INSTRUCTIONS FOR THE TASK: Among the entries below, one line contains "use orangutan_core::tool::ToolRegistry;" and another contains "pub fn default_registry(config: &ToolsConfig, operator: Arc<dyn". Transcribe those two lines and every line between them, exactly.

··· SUPPLIED INFORMATION ···

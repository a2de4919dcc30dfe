//! Built-in tool implementations for Orangutan.
//!
//! Tools give the model its hands on the project: read, write and edit
//! files, list directories, search by name or content, run shell commands,
//! ask the developer a question, and keep the project memory file current.
//!
//! Every path a tool touches goes through [`orangutan_security::resolve`]
//! first; nothing here reaches outside the project root.

pub mod ask_user;
pub mod edit_file;
pub mod list_directory;
pub mod params;
pub mod read_file;
pub mod run_command;
pub mod search_content;
pub mod search_files;
pub mod update_config;
pub mod walk;
pub mod write_file;

use std::io::Write;
use std::path::{Path, PathBuf};
use std::sync::Arc;

use crossterm::style::Stylize;
use orangutan_config::ToolsConfig;
use orangutan_core::error::ToolError;
use orangutan_core::operator::Operator;
use orangutan_core::tool::ToolRegistry;

/// Create the registry holding all nine built-in tools.
///
/// `operator` answers `ask_user`; limits come from the `[tools]` config table.
pub fn default_registry(config: &ToolsConfig, operator: Arc<dyn Operator>) -> ToolRegistry {
    let mut registry = ToolRegistry::new();
    registry.register(Box::new(read_file::ReadFileTool::new(config.read_window)));
    registry.register(Box::new(write_file::WriteFileTool));
    registry.register(Box::new(edit_file::EditFileTool));
    registry.register(Box::new(run_command::RunCommandTool::new(
        config.command_timeout_secs,
    )));
    registry.register(Box::new(list_directory::ListDirectoryTool));
    registry.register(Box::new(search_files::SearchFilesTool::new(config.search_limit)));
    registry.register(Box::new(search_content::SearchContentTool::new(
        config.search_limit,
        config.line_char_budget,
    )));
    registry.register(Box::new(ask_user::AskUserTool::new(operator)));
    registry.register(Box::new(update_config::UpdateConfigTool));
    registry
}

/// Resolve a model-supplied path inside the project root.
pub(crate) fn sandboxed(path: &str, root: &Path) -> Result<PathBuf, ToolError> {
    orangutan_security::resolve(path, root).map_err(|_| ToolError::PathEscape {
        path: path.to_string(),
    })
}

/// Print a dim progress line for the operator, e.g. `  -> [read_file] src/main.rs`.
pub(crate) fn step(tool: &str, detail: &str) {
    tracing::debug!(tool, detail, "Tool step");
    let line = format!("  -> [{tool}] {detail}");
    let mut stderr = std::io::stderr().lock();
    let _ = writeln!(stderr, "{}", line.dim());
}

#[cfg(test)]
mod tests {
    use super::*;
    use async_trait::async_trait;
    use orangutan_core::operator::OperatorReply;
    use orangutan_core::tool::ToolCall;

    struct NoOperator;

    #[async_trait]
    impl Operator for NoOperator {
        async fn ask(&self, _question: &str, _options: &[String]) -> OperatorReply {
            OperatorReply::Cancelled
        }
    }

    fn registry() -> ToolRegistry {
        default_registry(&ToolsConfig::default(), Arc::new(NoOperator))
    }

    #[test]
    fn default_registry_has_all_tools() {
        assert_eq!(
            registry().names(),
            vec![
                "ask_user",
                "edit_file",
                "list_directory",
                "read_file",
                "run_command",
                "search_content",
                "search_files",
                "update_config",
                "write_file",
            ]
        );
    }

    #[tokio::test]
    async fn every_path_tool_rejects_escapes() {
        let dir = tempfile::tempdir().unwrap();
        let registry = registry();
        for tool in ["read_file", "write_file", "edit_file", "list_directory"] {
            let call: ToolCall = serde_json::from_value(serde_json::json!({
                "tool": tool,
                "params": {
                    "path": "../../etc/passwd",
                    "content": "x",
                    "old_string": "root",
                    "new_string": "toor"
                }
            }))
            .unwrap();
            let out = registry.dispatch(&call, dir.path()).await;
            assert_eq!(
                out,
                format!("[Error] {tool} failed: Path '../../etc/passwd' escapes the project directory."),
            );
        }
    }
}
//! Operator trait: the human at the terminal.
//!
//! The `ask_user` tool suspends the loop and hands a question to the
//! operator. Implementations render a choice list or a free-text prompt;
//! an interrupt while prompting is a cancellation, never a crash.

use async_trait::async_trait;

/// What the operator answered.
#[derive(Debug, Clone, PartialEq, Eq)]
pub enum OperatorReply {
    /// One of the offered choices
    Choice(String),
    /// Free-typed text
    Text(String),
    /// The operator aborted the prompt (Ctrl-C / EOF)
    Cancelled,
}

#[async_trait]
pub trait Operator: Send + Sync {
    /// Ask a question, optionally offering an ordered list of choices.
    async fn ask(&self, question: &str, options: &[String]) -> OperatorReply;
}
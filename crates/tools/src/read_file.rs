//! read_file: a fixed window of lines from one file.

use std::path::Path;

use async_trait::async_trait;
use orangutan_core::error::ToolError;
use orangutan_core::tool::{Params, Tool};

use crate::params::{optional_usize, required_str};
use crate::{sandboxed, step};

pub struct ReadFileTool {
    /// Lines returned per call.
    window: usize,
}

impl ReadFileTool {
    pub fn new(window: usize) -> Self {
        Self {
            window: window.max(1),
        }
    }
}

impl Default for ReadFileTool {
    fn default() -> Self {
        Self::new(200)
    }
}

#[async_trait]
impl Tool for ReadFileTool {
    fn name(&self) -> &str {
        "read_file"
    }

    fn description(&self) -> &str {
        "Read a file. Returns a window of lines starting at offset, with the total line count."
    }

    fn parameters_schema(&self) -> serde_json::Value {
        serde_json::json!({
            "type": "object",
            "properties": {
                "path": {
                    "type": "string",
                    "description": "File path relative to the project root"
                },
                "offset": {
                    "type": "integer",
                    "description": "Zero-based line to start from (default 0)"
                }
            },
            "required": ["path"]
        })
    }

    async fn execute(&self, params: &Params, root: &Path) -> Result<String, ToolError> {
        let rel = required_str(params, "path")?;
        let start = optional_usize(params, "offset")?.unwrap_or(0);
        let path = sandboxed(&rel, root)?;

        let metadata = match tokio::fs::metadata(&path).await {
            Ok(m) => m,
            Err(e) if e.kind() == std::io::ErrorKind::NotFound => {
                step("read_file", &format!("{rel} - not found"));
                return Ok(format!("[Error] File not found: {rel}"));
            }
            Err(e) => return Err(e.into()),
        };
        if !metadata.is_file() {
            return Ok(format!("[Error] Not a file: {rel}"));
        }

        let bytes = tokio::fs::read(&path).await?;
        let text = String::from_utf8_lossy(&bytes);
        let lines: Vec<&str> = text.split_inclusive('\n').collect();
        let total = lines.len();

        let end = start.saturating_add(self.window);
        let chunk = lines.get(start.min(total)..end.min(total)).unwrap_or_default();
        let range = format!("lines {}-{} of {total}", start + 1, start + chunk.len());
        step("read_file", &format!("{rel} ({range})"));

        let mut out = format!("[Read {rel}] ({range})");
        if total > end {
            out.push_str(&format!(
                "\n[WARNING: File has {total} lines. Showing first {} from offset {start}. \
                 Use offset parameter to read more: {{\"offset\": {end}}}]",
                self.window
            ));
        }
        out.push('\n');
        out.push_str(&chunk.concat());
        Ok(out)
    }
}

···

EXERCISE SOLUTION:
use orangutan_core::tool::ToolRegistry;

/// Create the registry holding all nine built-in tools.
///
/// `operator` answers `ask_user`; limits come from the `[tools]` config table.
pub fn default_registry(config: &ToolsConfig, operator: Arc<dyn Operator>) -> ToolRegistry {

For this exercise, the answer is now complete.